[[ Stored data, beginning ]]

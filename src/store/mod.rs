//! Authoritative state store: per-task registry with locked read-modify-write,
//! a reconciled snapshot database for read-heavy consumers, and the
//! cross-task global index (`spec.md` §4.4).

pub mod snapshot;

use crate::config::SwarmdConfig;
use crate::errors::StoreError;
use chrono::{DateTime, Utc};
use fs2::FileExt;
use serde::{Deserialize, Serialize};
use std::fs::OpenOptions;
use std::io::{Read, Write};
use std::path::{Path, PathBuf};
use swarmd_common::{Task, TaskId, TaskStatus};

const REGISTRY_FILE_NAME: &str = "TASK_REGISTRY";

#[derive(Debug, Clone, Serialize, Deserialize)]
pub struct IndexEntry {
    pub task_id: String,
    pub description: String,
    pub created_at: DateTime<Utc>,
    pub status: TaskStatus,
}

pub struct StateStore {
    config: SwarmdConfig,
    snapshots: snapshot::SnapshotStore,
}

impl StateStore {
    pub fn open(config: SwarmdConfig) -> Result<Self, StoreError> {
        config
            .ensure_directories()
            .map_err(|e| StoreError::WriteFailed {
                path: config.workspace_base.clone(),
                source: std::io::Error::other(e),
            })?;
        let snapshots = snapshot::SnapshotStore::open(&config.workspace_base)?;
        Ok(Self { config, snapshots })
    }

    pub fn registry_path(&self, task_id: &str) -> PathBuf {
        self.config.task_dir(task_id).join(REGISTRY_FILE_NAME)
    }

    /// Creates a brand-new task's workspace and registry, writing it once
    /// under lock so a concurrent reader never observes a partial file.
    pub fn create_task(&self, task: Task) -> Result<Task, StoreError> {
        let dir = self.config.task_dir(task.task_id.as_str());
        std::fs::create_dir_all(dir.join("prompts"))
            .and_then(|_| std::fs::create_dir_all(dir.join("logs")))
            .and_then(|_| std::fs::create_dir_all(dir.join("progress")))
            .and_then(|_| std::fs::create_dir_all(dir.join("findings")))
            .and_then(|_| std::fs::create_dir_all(dir.join("handover")))
            .map_err(|source| StoreError::WriteFailed { path: dir.clone(), source })?;

        let path = self.registry_path(task.task_id.as_str());
        write_registry_locked(&path, &task)?;
        self.append_index_entry(&task)?;
        self.snapshots.reconcile(&task)?;
        Ok(task)
    }

    /// Acquires the exclusive advisory lock on the registry, reads and
    /// parses it, runs `mutate`, then atomically replaces the file contents
    /// before releasing the lock (`spec.md` §4.4 locked read-modify-write).
    pub fn with_locked_registry<R>(
        &self,
        task_id: &str,
        mutate: impl FnOnce(&mut Task) -> Result<R, StoreError>,
    ) -> Result<R, StoreError> {
        let path = self.registry_path(task_id);
        let lock_file = OpenOptions::new()
            .read(true)
            .write(true)
            .open(&path)
            .map_err(|_| StoreError::TaskNotFound { task_id: task_id.to_string() })?;
        lock_file
            .lock_exclusive()
            .map_err(|_| StoreError::LockConflict { task_id: task_id.to_string() })?;

        let result = (|| {
            let mut task = read_registry_unlocked(&path)?;
            let result = mutate(&mut task)?;
            write_registry_locked(&path, &task)?;
            self.snapshots.reconcile(&task)?;
            Ok(result)
        })();

        let _ = fs2::FileExt::unlock(&lock_file);
        result
    }

    /// Shared-lock read, for callers that only need a consistent snapshot
    /// of the registry without mutating it.
    pub fn read_registry(&self, task_id: &str) -> Result<Task, StoreError> {
        let path = self.registry_path(task_id);
        let lock_file = OpenOptions::new()
            .read(true)
            .open(&path)
            .map_err(|_| StoreError::TaskNotFound { task_id: task_id.to_string() })?;
        lock_file
            .lock_shared()
            .map_err(|_| StoreError::LockConflict { task_id: task_id.to_string() })?;
        let task = read_registry_unlocked(&path);
        let _ = fs2::FileExt::unlock(&lock_file);
        task
    }

    fn append_index_entry(&self, task: &Task) -> Result<(), StoreError> {
        let mut entries = self.read_index().unwrap_or_default();
        entries.push(IndexEntry {
            task_id: task.task_id.as_str().to_string(),
            description: task.description.clone(),
            created_at: task.created_at,
            status: task.status,
        });
        self.write_index(&entries)
    }

    pub fn update_index_status(&self, task_id: &str, status: TaskStatus) -> Result<(), StoreError> {
        let mut entries = self.read_index()?;
        if let Some(entry) = entries.iter_mut().find(|e| e.task_id == task_id) {
            entry.status = status;
        }
        self.write_index(&entries)
    }

    pub fn read_index(&self) -> Result<Vec<IndexEntry>, StoreError> {
        let path = self.config.global_index_path();
        match std::fs::read_to_string(&path) {
            Ok(text) => Ok(text
                .lines()
                .filter(|l| !l.trim().is_empty())
                .filter_map(|l| serde_json::from_str(l).ok())
                .collect()),
            Err(e) if e.kind() == std::io::ErrorKind::NotFound => Ok(Vec::new()),
            Err(source) => Err(StoreError::ReadFailed { path, source }),
        }
    }

    fn write_index(&self, entries: &[IndexEntry]) -> Result<(), StoreError> {
        let path = self.config.global_index_path();
        let mut rendered = String::new();
        for entry in entries {
            rendered.push_str(&serde_json::to_string(entry).map_err(|source| StoreError::Corrupt {
                path: path.clone(),
                source,
            })?);
            rendered.push('\n');
        }
        atomic_write(&path, rendered.as_bytes())
            .map_err(|source| StoreError::WriteFailed { path, source })
    }

    /// True id collision check before registering a new worker
    /// (`spec.md` §4.4 dedup: regenerate if collision).
    pub fn worker_id_taken(task: &Task, worker_id: &str) -> bool {
        task.workers.iter().any(|w| w.worker_id.as_str() == worker_id)
    }
}

fn read_registry_unlocked(path: &Path) -> Result<Task, StoreError> {
    let mut file = std::fs::File::open(path)
        .map_err(|source| StoreError::ReadFailed { path: path.to_path_buf(), source })?;
    let mut contents = String::new();
    file.read_to_string(&mut contents)
        .map_err(|source| StoreError::ReadFailed { path: path.to_path_buf(), source })?;
    serde_json::from_str(&contents).map_err(|source| StoreError::Corrupt { path: path.to_path_buf(), source })
}

fn write_registry_locked(path: &Path, task: &Task) -> Result<(), StoreError> {
    let rendered = serde_json::to_vec_pretty(task)
        .map_err(|source| StoreError::Corrupt { path: path.to_path_buf(), source })?;
    atomic_write(path, &rendered).map_err(|source| StoreError::WriteFailed {
        path: path.to_path_buf(),
        source,
    })
}

/// Write-to-temp-then-rename so a reader never observes a half-written
/// registry file.
fn atomic_write(path: &Path, bytes: &[u8]) -> std::io::Result<()> {
    let tmp_path = path.with_extension("tmp");
    {
        let mut tmp = OpenOptions::new().create(true).write(true).truncate(true).open(&tmp_path)?;
        tmp.write_all(bytes)?;
        tmp.flush()?;
    }
    std::fs::rename(&tmp_path, path)
}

[[ Stored data, end ]]

▶ _Work to be completed_:
If a line in the listing holds the word "modify", list that line.

▶ _Response_:
//! Authoritative state store: per-task registry with locked read-modify-write,
    /// before releasing the lock (`spec.md` §4.4 locked read-modify-write).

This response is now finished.